One seasoned buyer suggested the sale was a procession of bargains. It will be interesting to see how the market reacts if some of these hitherto largely unknown works come up for sale again soon.
In other news, Webb's A2 arts sale last week saw reasonable but not spectacular prices, with the highest $4700 (add 14.06 per cent for buyer's premium and GST) for a Gordon Walters' screenprint Kur.
A number of artist records were set at the International Art Centre's interesting and varied sale last month, including Vera Cummings ($8000 for a Maori portrait), Douglas Badcock ($8200 for a North Otago mountain landscape), and Alan Pearson ($26,000 for a powerful expressionist portrait).

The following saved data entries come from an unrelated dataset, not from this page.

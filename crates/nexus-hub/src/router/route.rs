//! Route targets and method patterns.

use std::fmt;

use serde::{Deserialize, Serialize};

use crate::error::{HubError, HubResult};

/// The class of endpoint a route target names.
#[derive(Debug, Clone, Copy, PartialEq, Eq, Hash, Serialize, Deserialize)]
#[serde(rename_all = "snake_case")]
pub enum RouteKind {
    /// A specific server connection
    Server,
    /// A specific client connection
    Client,
    /// Every server connection
    AllServers,
    /// Every client connection
    AllClients,
    /// Every server declaring a capability
    Capability,
    /// The hub itself
    Hub,
}

/// A tagged endpoint or endpoint class.
#[derive(Debug, Clone, PartialEq, Eq, Hash, Serialize, Deserialize)]
pub struct RouteTarget {
    /// Target class
    #[serde(rename = "type")]
    pub kind: RouteKind,
    /// Endpoint id, for `Server` and `Client` targets
    #[serde(default, skip_serializing_if = "Option::is_none")]
    pub target_id: Option<String>,
    /// Capability path, for `Capability` targets
    #[serde(default, skip_serializing_if = "Option::is_none")]
    pub capability: Option<String>,
}

impl RouteTarget {
    /// A specific server.
    pub fn server(id: impl Into<String>) -> Self {
        Self {
            kind: RouteKind::Server,
            target_id: Some(id.into()),
            capability: None,
        }
    }

    /// A specific client.
    pub fn client(id: impl Into<String>) -> Self {
        Self {
            kind: RouteKind::Client,
            target_id: Some(id.into()),
            capability: None,
        }
    }

    /// Every server.
    #[must_use]
    pub fn all_servers() -> Self {
        Self {
            kind: RouteKind::AllServers,
            target_id: None,
            capability: None,
        }
    }

    /// Every client.
    #[must_use]
    pub fn all_clients() -> Self {
        Self {
            kind: RouteKind::AllClients,
            target_id: None,
            capability: None,
        }
    }

    /// Every server declaring a capability path.
    pub fn capability(path: impl Into<String>) -> Self {
        Self {
            kind: RouteKind::Capability,
            target_id: None,
            capability: Some(path.into()),
        }
    }

    /// The hub itself.
    #[must_use]
    pub fn hub() -> Self {
        Self {
            kind: RouteKind::Hub,
            target_id: None,
            capability: None,
        }
    }

    /// Reject targets missing their discriminating field.
    pub fn validate(&self) -> HubResult<()> {
        match self.kind {
            RouteKind::Server | RouteKind::Client if self.target_id.is_none() => {
                Err(HubError::InvalidRequest(format!(
                    "Target id is required for {self} routes"
                )))
            }
            RouteKind::Capability if self.capability.is_none() => Err(HubError::InvalidRequest(
                "Capability is required for capability routes".to_string(),
            )),
            _ => Ok(()),
        }
    }

    /// Whether a route's source entry applies to a concrete message
    /// source: classes match on kind alone, specific targets also match
    /// their id or capability.
    #[must_use]
    pub fn matches_source(&self, source: &RouteTarget) -> bool {
        if self.kind != source.kind {
            return false;
        }
        match self.kind {
            RouteKind::Server | RouteKind::Client => {
                // A source with no id (class query) matches any entry of
                // the kind; otherwise ids must agree.
                source.target_id.is_none() || self.target_id == source.target_id
            }
            RouteKind::Capability => {
                source.capability.is_none() || self.capability == source.capability
            }
            _ => true,
        }
    }
}

impl fmt::Display for RouteTarget {
    fn fmt(&self, f: &mut fmt::Formatter<'_>) -> fmt::Result {
        match self.kind {
            RouteKind::Server => {
                write!(f, "SERVER:{}", self.target_id.as_deref().unwrap_or("?"))
            }
            RouteKind::Client => {
                write!(f, "CLIENT:{}", self.target_id.as_deref().unwrap_or("?"))
            }
            RouteKind::AllServers => write!(f, "ALL_SERVERS"),
            RouteKind::AllClients => write!(f, "ALL_CLIENTS"),
            RouteKind::Capability => {
                write!(f, "CAPABILITY:{}", self.capability.as_deref().unwrap_or("?"))
            }
            RouteKind::Hub => write!(f, "HUB"),
        }
    }
}

/// An immutable routing rule: messages from `source` whose method matches
/// `method_pattern` go to `destination`.
#[derive(Debug, Clone, PartialEq, Eq, Hash, Serialize, Deserialize)]
pub struct Route {
    /// Message origin
    pub source: RouteTarget,
    /// Message destination
    pub destination: RouteTarget,
    /// Method pattern; `None` matches every method
    #[serde(default, skip_serializing_if = "Option::is_none")]
    pub method_pattern: Option<String>,
}

impl Route {
    /// Create a route.
    #[must_use]
    pub fn new(
        source: RouteTarget,
        destination: RouteTarget,
        method_pattern: Option<String>,
    ) -> Self {
        Self {
            source,
            destination,
            method_pattern,
        }
    }

    /// Whether this route's pattern matches a method name.
    ///
    /// Supported patterns: exact, `foo/*` (path prefix), `foo*` (prefix),
    /// and a single embedded wildcard `foo/*/bar`. A missing pattern
    /// matches everything.
    #[must_use]
    pub fn matches_method(&self, method: &str) -> bool {
        let Some(pattern) = self.method_pattern.as_deref() else {
            return true;
        };

        if pattern == method {
            return true;
        }

        if let Some(prefix) = pattern.strip_suffix("/*") {
            return method
                .strip_prefix(prefix)
                .is_some_and(|rest| rest.starts_with('/'));
        }

        if let Some(prefix) = pattern.strip_suffix('*') {
            return method.starts_with(prefix);
        }

        // Single embedded wildcard: prefix and suffix must both hold.
        let parts: Vec<&str> = pattern.split('*').collect();
        if parts.len() == 2 {
            return method.starts_with(parts[0])
                && method.ends_with(parts[1])
                && method.len() >= parts[0].len() + parts[1].len();
        }

        false
    }
}

impl fmt::Display for Route {
    fn fmt(&self, f: &mut fmt::Formatter<'_>) -> fmt::Result {
        match &self.method_pattern {
            Some(pattern) => write!(f, "{} -> {} ({pattern})", self.source, self.destination),
            None => write!(f, "{} -> {}", self.source, self.destination),
        }
    }
}

#[cfg(test)]
mod tests {
    use super::*;
    use pretty_assertions::assert_eq;

    fn route(pattern: Option<&str>) -> Route {
        Route::new(
            RouteTarget::client("c1"),
            RouteTarget::server("s1"),
            pattern.map(ToString::to_string),
        )
    }

    #[test]
    fn null_pattern_matches_everything() {
        let route = route(None);
        assert!(route.matches_method("tools/call"));
        assert!(route.matches_method("anything"));
    }

    #[test]
    fn exact_match() {
        let route = route(Some("tools/call"));
        assert!(route.matches_method("tools/call"));
        assert!(!route.matches_method("tools/list"));
    }

    #[test]
    fn path_prefix_wildcard() {
        let route = route(Some("resources/*"));
        assert!(route.matches_method("resources/list"));
        assert!(route.matches_method("resources/read"));
        assert!(route.matches_method("resources/sub/deep"));
        assert!(!route.matches_method("resources"));
        assert!(!route.matches_method("resourcesX"));
        assert!(!route.matches_method("tools/call"));
    }

    #[test]
    fn bare_prefix_wildcard() {
        let route = route(Some("resources*"));
        assert!(route.matches_method("resources"));
        assert!(route.matches_method("resources/list"));
        assert!(route.matches_method("resourcesX"));
        assert!(!route.matches_method("resource"));
    }

    #[test]
    fn embedded_wildcard() {
        let route = route(Some("resources/*/get"));
        assert!(route.matches_method("resources/db/get"));
        assert!(route.matches_method("resources//get"));
        assert!(!route.matches_method("resources/db/put"));
        assert!(!route.matches_method("tools/db/get"));
    }

    #[test]
    fn embedded_wildcard_does_not_double_count_overlap() {
        let route = route(Some("ab*ba"));
        assert!(route.matches_method("abba"));
        assert!(route.matches_method("abxba"));
        // "aba" starts with "ab" and ends with "ba", but the two halves
        // would overlap.
        assert!(!route.matches_method("aba"));
    }

    #[test]
    fn two_wildcards_never_match() {
        let route = route(Some("a/*/b/*/c"));
        assert!(!route.matches_method("a/x/b/y/c"));
    }

    #[test]
    fn source_matching_discriminates_ids() {
        let entry = RouteTarget::client("c1");
        assert!(entry.matches_source(&RouteTarget::client("c1")));
        assert!(!entry.matches_source(&RouteTarget::client("c2")));
        assert!(!entry.matches_source(&RouteTarget::server("c1")));

        let class = RouteTarget::all_clients();
        assert!(class.matches_source(&RouteTarget::all_clients()));
        assert!(!class.matches_source(&RouteTarget::client("c1")));
    }

    #[test]
    fn capability_targets_compare_paths() {
        let entry = RouteTarget::capability("resources.subscriptions");
        assert!(entry.matches_source(&RouteTarget::capability("resources.subscriptions")));
        assert!(!entry.matches_source(&RouteTarget::capability("tools")));
    }

    #[test]
    fn target_validation() {
        assert!(RouteTarget::server("s1").validate().is_ok());
        assert!(RouteTarget::hub().validate().is_ok());

        let bare_server = RouteTarget {
            kind: RouteKind::Server,
            target_id: None,
            capability: None,
        };
        assert!(bare_server.validate().is_err());

        let bare_capability = RouteTarget {
            kind: RouteKind::Capability,
            target_id: None,
            capability: None,
        };
        assert!(bare_capability.validate().is_err());
    }

    #[test]
    fn display_forms() {
        assert_eq!(RouteTarget::server("s1").to_string(), "SERVER:s1");
        assert_eq!(RouteTarget::all_clients().to_string(), "ALL_CLIENTS");
        assert_eq!(
            route(Some("tools/*")).to_string(),
            "CLIENT:c1 -> SERVER:s1 (tools/*)"
        );
    }
}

Coming up: Cordy's next antiques and art sale is September 6.
Webb's next major sale is September 20.
Dunbar Sloane is planning an art sale in Auckland for late September/early October. In March or April next year, Sloane's in Wellington will sell the collection of Sir Ivor Richardson, one of New Zealand's most eminent judges, and his wife Jane. Sloane's say this will be the most significant collection of 20th-century New Zealand art offered this decade.
The International Art Centre has a collectable sale on October 4, and an investment art sale planned for November. Both will be held in its refurbished downstairs premises at 272 Parnell Rd, below the retail gallery.